(Dataset extract Opens)

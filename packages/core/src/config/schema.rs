//! Configuration schema for essh
//!
//! Defines the structure and defaults for the config.json file.

use serde::{Deserialize, Serialize};
use std::path::PathBuf;

/// Main configuration structure for essh
///
/// Serialized to/from `~/.config/essh/config.json`
#[derive(Debug, Clone, Serialize, Deserialize, PartialEq)]
#[serde(deny_unknown_fields)]
pub struct Config {
    /// Config file version for migrations
    #[serde(default = "default_version")]
    pub version: u32,

    /// Hosts file to load (default: `~/.config/essh/hosts.json`)
    #[serde(default)]
    pub hosts_file: Option<String>,

    /// Where `essh gen` writes the SSH config (default: `~/.local/share/essh/ssh_config`)
    #[serde(default)]
    pub ssh_config_file: Option<String>,

    /// List hidden hosts without `--all` (default: false)
    #[serde(default)]
    pub show_hidden: bool,
}

fn default_version() -> u32 {
    1
}

impl Default for Config {
    fn default() -> Self {
        Self {
            version: default_version(),
            hosts_file: None,
            ssh_config_file: None,
            show_hidden: false,
        }
    }
}

impl Config {
    /// Create a new Config with default values
    pub fn new() -> Self {
        Self::default()
    }

    /// Configured hosts file, if any
    pub fn hosts_file_path(&self) -> Option<PathBuf> {
        self.hosts_file.as_deref().map(PathBuf::from)
    }

    /// Configured SSH config output file, if any
    pub fn ssh_config_file_path(&self) -> Option<PathBuf> {
        self.ssh_config_file.as_deref().map(PathBuf::from)
    }
}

(Dataset extract Closes)

▸ Description of the task
An exact copy of every entry above is required.

▸ Task result
filename packages/core/src/config/schema.rs
//! Configuration schema for essh
//!
//! Defines the structure and defaults for the config.json file.

use serde::{Deserialize, Serialize};
use std::path::PathBuf;

/// Main configuration structure for essh
///
/// Serialized to/from `~/.config/essh/config.json`
#[derive(Debug, Clone, Serialize, Deserialize, PartialEq)]
#[serde(deny_unknown_fields)]
pub struct Config {
    /// Config file version for migrations
    #[serde(default = "default_version")]
    pub version: u32,

    /// Hosts file to load (default: `~/.config/essh/hosts.json`)
    #[serde(default)]
    pub hosts_file: Option<String>,

    /// Where `essh gen` writes the SSH config (default: `~/.local/share/essh/ssh_config`)
    #[serde(default)]
    pub ssh_config_file: Option<String>,

    /// List hidden hosts without `--all` (default: false)
    #[serde(default)]
    pub show_hidden: bool,
}

fn default_version() -> u32 {
    1
}

impl Default for Config {
    fn default() -> Self {
        Self {
            version: default_version(),
            hosts_file: None,
            ssh_config_file: None,
            show_hidden: false,
        }
    }
}

impl Config {
    /// Create a new Config with default values
    pub fn new() -> Self {
        Self::default()
    }

    /// Configured hosts file, if any
    pub fn hosts_file_path(&self) -> Option<PathBuf> {
        self.hosts_file.as_deref().map(PathBuf::from)
    }

    /// Configured SSH config output file, if any
    pub fn ssh_config_file_path(&self) -> Option<PathBuf> {
        self.ssh_config_file.as_deref().map(PathBuf::from)
    }
}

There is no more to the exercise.